Over the years, I have noticed that Good Friday weather here in central Massachusetts has a tendency to follow the mood of the day. Somber, sad and often downright depressing. Even a day that has started out with sun will turn by mid-day. It would become overcast, even if there is no precipitation.
This year was different. The sun stayed out. No significant clouds were in the sky. However, it was not calm and pleasant. Easter is early this year. So rather than April showers and their clouds, we were treated to March winds as wild as any lion and their bitter wind chill temperatures.
So it was still a physical reminder of the days events for local Christians. The bitter wind a reminder of the bitter pain of crucifixion. The strength and wildness of the wind, a reminder of the chaos and pressures of human life.

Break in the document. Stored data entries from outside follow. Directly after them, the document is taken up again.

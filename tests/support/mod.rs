#![allow(dead_code)]

use std::collections::BTreeMap;
use std::path::PathBuf;

use sqlpolicy::analyzer::extractor::extract_references;
use sqlpolicy::analyzer::violations::detect_violations;
use sqlpolicy::classifier::rules::RuleSet;
use sqlpolicy::generator::gold::{decide, Decision};
use sqlpolicy::generator::rewriter::RewriteConfig;
use sqlpolicy::model::catalog::{load_catalogs, Catalog};
use sqlpolicy::model::policy::{PolicyMap, Violation};
use sqlpolicy::parser::spider::{load_examples, SpiderExample};
use sqlpolicy::parser::sql_parser::parse_query;
use sqlpolicy::pipeline::{build_contexts, Contexts};

pub(crate) fn fixture_dir(fixture: &str) -> PathBuf {
    PathBuf::from("tests/fixtures").join(fixture)
}

pub(crate) fn load_fixture_catalogs(fixture: &str) -> BTreeMap<String, Catalog> {
    load_catalogs(&fixture_dir(fixture).join("tables.json")).expect("fixture schema should load")
}

pub(crate) fn load_fixture_catalog(fixture: &str, db_id: &str) -> Catalog {
    load_fixture_catalogs(fixture)
        .remove(db_id)
        .unwrap_or_else(|| panic!("fixture {fixture} has no database {db_id}"))
}

pub(crate) fn load_fixture_examples(fixture: &str) -> Vec<SpiderExample> {
    load_examples(&fixture_dir(fixture).join("examples.json"))
        .expect("fixture examples should load")
}

pub(crate) fn load_fixture_contexts(fixture: &str) -> Contexts {
    build_contexts(load_fixture_catalogs(fixture), &RuleSet::default(), &[])
}

/// Violations of `sql`, parsed from text against `catalog`.
pub(crate) fn violations_of(sql: &str, catalog: &Catalog, policies: &PolicyMap) -> Vec<Violation> {
    let query = parse_query(sql, catalog)
        .unwrap_or_else(|e| panic!("failed to parse {sql:?}: {e}"));
    let references = extract_references(&query, catalog)
        .unwrap_or_else(|e| panic!("failed to extract references of {sql:?}: {e}"));
    detect_violations(&references, policies)
}

/// Full accept/refuse decision for SQL text.
pub(crate) fn decide_text(sql: &str, catalog: &Catalog, policies: &PolicyMap) -> Decision {
    let query = parse_query(sql, catalog)
        .unwrap_or_else(|e| panic!("failed to parse {sql:?}: {e}"));
    let violations = violations_of(sql, catalog, policies);
    decide(
        sql,
        &query,
        &violations,
        catalog,
        policies,
        &RewriteConfig::default(),
    )
}
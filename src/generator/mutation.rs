//! Single-edit mutations that turn a compliant query into a known-violating one.
//!
//! Rules are tried in order and the first candidate that checks out wins:
//! 1. add a `Hidden` column of a `FROM` table to the select list;
//! 2. strip an `AVG(...)` / `COUNT(...)` wrapper from an `AggOnly` column;
//! 3. add a `JoinOnly` column of a `FROM` table to the select list.
//!
//! Insertions are skipped for set-operation queries, whose branches must keep
//! matching column counts. Every candidate is parsed again and kept only when
//! its violations are exactly the recorded one.

use crate::analyzer::extractor::extract_references;
use crate::analyzer::permissions::AGG_ONLY_AGGREGATES;
use crate::analyzer::violations::{check_reference, detect_violations};
use crate::generator::text::{add_to_select, contains_word, strip_aggregate_wrapper};
use crate::model::catalog::{Catalog, TableId};
use crate::model::label::NegativeExample;
use crate::model::policy::{
    qualified_name, AggregateId, ColumnRef, Policy, PolicyMap, Role, Violation,
};
use crate::model::query::{Query, SetOperation, TableUnit};
use crate::parser::sql_parser::parse_query;

/// Produce at most one negative example for `sql`.
pub fn generate_negative(
    sql: &str,
    query: &Query,
    catalog: &Catalog,
    policies: &PolicyMap,
) -> Option<NegativeExample> {
    let outer = match query.set_operation {
        SetOperation::None => unique(query.from.tables.iter().filter_map(|unit| match unit {
            TableUnit::Base(id) => Some(*id),
            TableUnit::Subquery(_) => None,
        })),
        _ => Vec::new(),
    };

    add_hidden_column(sql, &outer, catalog, policies)
        .into_iter()
        .chain(unwrap_aggregate(sql, query, catalog, policies))
        .chain(add_join_only_column(sql, &outer, catalog, policies))
        .find(|negative| reproduces(negative, catalog, policies))
}

fn add_hidden_column(
    sql: &str,
    tables: &[TableId],
    catalog: &Catalog,
    policies: &PolicyMap,
) -> Vec<NegativeExample> {
    insertable_columns(sql, tables, catalog, policies, Policy::Hidden)
        .into_iter()
        .filter_map(|(table, column)| {
            Some(NegativeExample {
                sql: add_to_select(sql, &column)?,
                violations: vec![select_violation(&table, &column, Policy::Hidden)],
            })
        })
        .collect()
}

/// Candidates come from the aggregate arguments the query actually has, so
/// each one already resolves to its own table.
fn unwrap_aggregate(
    sql: &str,
    query: &Query,
    catalog: &Catalog,
    policies: &PolicyMap,
) -> Vec<NegativeExample> {
    let Ok(references) = extract_references(query, catalog) else {
        return Vec::new();
    };
    let tables = unique(query.all_tables());

    let mut seen: Vec<String> = Vec::new();
    let mut found = Vec::new();
    for reference in references {
        if reference.role != Role::AggArg
            || !AGG_ONLY_AGGREGATES.contains(&reference.agg)
            || policies.policy_of(&reference.table, &reference.column) != Policy::AggOnly
        {
            continue;
        }
        let key = reference.qualified_name();
        if seen.contains(&key) {
            continue;
        }
        seen.push(key);

        // The wrapper is found by bare name, which must not belong to a second table.
        let Some(table) = catalog.table_id(&reference.table) else {
            continue;
        };
        if shared_name(table, &reference.column, &tables, catalog) {
            continue;
        }
        if let Some(mutated) = strip_aggregate_wrapper(sql, &reference.column) {
            found.push(NegativeExample {
                sql: mutated,
                violations: vec![select_violation(
                    &reference.table,
                    &reference.column,
                    Policy::AggOnly,
                )],
            });
        }
    }
    found
}

fn add_join_only_column(
    sql: &str,
    tables: &[TableId],
    catalog: &Catalog,
    policies: &PolicyMap,
) -> Vec<NegativeExample> {
    insertable_columns(sql, tables, catalog, policies, Policy::JoinOnly)
        .into_iter()
        .filter_map(|(table, column)| {
            let reference = ColumnRef {
                table,
                column,
                role: Role::SelectExpr,
                agg: AggregateId::None,
            };
            let violation = check_reference(&reference, policies)?;
            Some(NegativeExample {
                sql: add_to_select(sql, &reference.column)?,
                violations: vec![violation],
            })
        })
        .collect()
}

/// Columns with `policy` that can be added to the select list as a bare name.
///
/// The name must not already occur in the text and must not also belong to
/// another `FROM` table, so that it resolves to exactly this column.
fn insertable_columns(
    sql: &str,
    tables: &[TableId],
    catalog: &Catalog,
    policies: &PolicyMap,
    policy: Policy,
) -> Vec<(String, String)> {
    let mut found = Vec::new();
    for &table in tables {
        let Ok(table_name) = catalog.table_name(table) else {
            continue;
        };
        for (_, column) in catalog.columns_of(table) {
            if policies.policy_of(table_name, &column.name) != policy
                || contains_word(sql, &column.name)
                || shared_name(table, &column.name, tables, catalog)
            {
                continue;
            }
            found.push((table_name.to_string(), column.name.clone()));
        }
    }
    found
}

fn shared_name(table: TableId, column: &str, tables: &[TableId], catalog: &Catalog) -> bool {
    tables
        .iter()
        .any(|&other| other != table && catalog.column_id(other, column).is_some())
}

/// True when re-extracting `negative.sql` yields exactly its recorded violations.
fn reproduces(negative: &NegativeExample, catalog: &Catalog, policies: &PolicyMap) -> bool {
    parse_query(&negative.sql, catalog)
        .and_then(|query| extract_references(&query, catalog))
        .is_ok_and(|references| detect_violations(&references, policies) == negative.violations)
}

fn select_violation(table: &str, column: &str, policy: Policy) -> Violation {
    Violation {
        column: qualified_name(table, column),
        role: Role::SelectExpr,
        policy,
        agg_id: AggregateId::None,
    }
}

fn unique(tables: impl IntoIterator<Item = TableId>) -> Vec<TableId> {
    let mut seen = Vec::new();
    for table in tables {
        if !seen.contains(&table) {
            seen.push(table);
        }
    }
    seen
}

I had gone to church Thursday night but I chose not to go on Good Friday night. Not because of the weather, although high wind is my least favorite kind of weather. I chose to stay home to be with my husband. He’s not as much of a “church goer” as I am, and he prefers to go on Sundays only (Christmas excepted). So on holy days I generally go alone. Holy Week has so many services that I think sometimes he feels like a “church widower.” And he did so much to help me earlier in the week, I felt God would understand. In fact, God would probably know that staying home to be with my husband was probably a bigger sacrifice for me than going to a brief church service would have been.
I will be in church tonight, though. The Easter Vigil service is my favorite worship service of the whole year. I love the progression of readings that demonstrate God’s deeds through the years. I love the kindling of the first fire of Easter, representing God’s light piercing the darkness of sin and separation from him. I love the hymns of celebration and adoration. I love the joy that permeates the church, with flowers and music and smiles, after the bareness and starkness of the altar that was stripped of all trimmings on Thursday night. I feel God touching my heart in an intensely personal way.
God has been so good to me through the years. He has not given me everything I want and He has allowed some things I loved to be taken away. But He has always given me what I need.
When my father died, when I was 12, I felt as if my life had been ripped away. God gave me strength and continued to try to reach my heart until I finally heard Him at age 17.
When I got fibromyalgia about age 13, God gave me strength and the medical intuition to learn how to manage it. He put the information in places where I would find it.
When I was a newly single parent, God gave me strength and the intuition to know where to look for a job.
When the furnace died, God gave me strength and placed the person who could solve the problem, at no cost to the single mom, in a class I happened to be teaching at the time.
When I was at my wit’s end after 10 years of single parenting and railed at God to “take care of me like He promised or leave me alone,” God gave me strength and, within a week, brought my present husband into my life.
I have been blessed at every turn. Every tragedy or problem has been turned around. How can I not be grateful? How can I not trust totally in God’s love for me?
As it says in Psalm 27,
The Lord is my Light and my Salvation, * whom then shall I fear?
The Lord is the Strength of my Life, * of whom should I be afraid?
So I will be there tonight and tomorrow morning to thank God for taking care of me every moment of my life.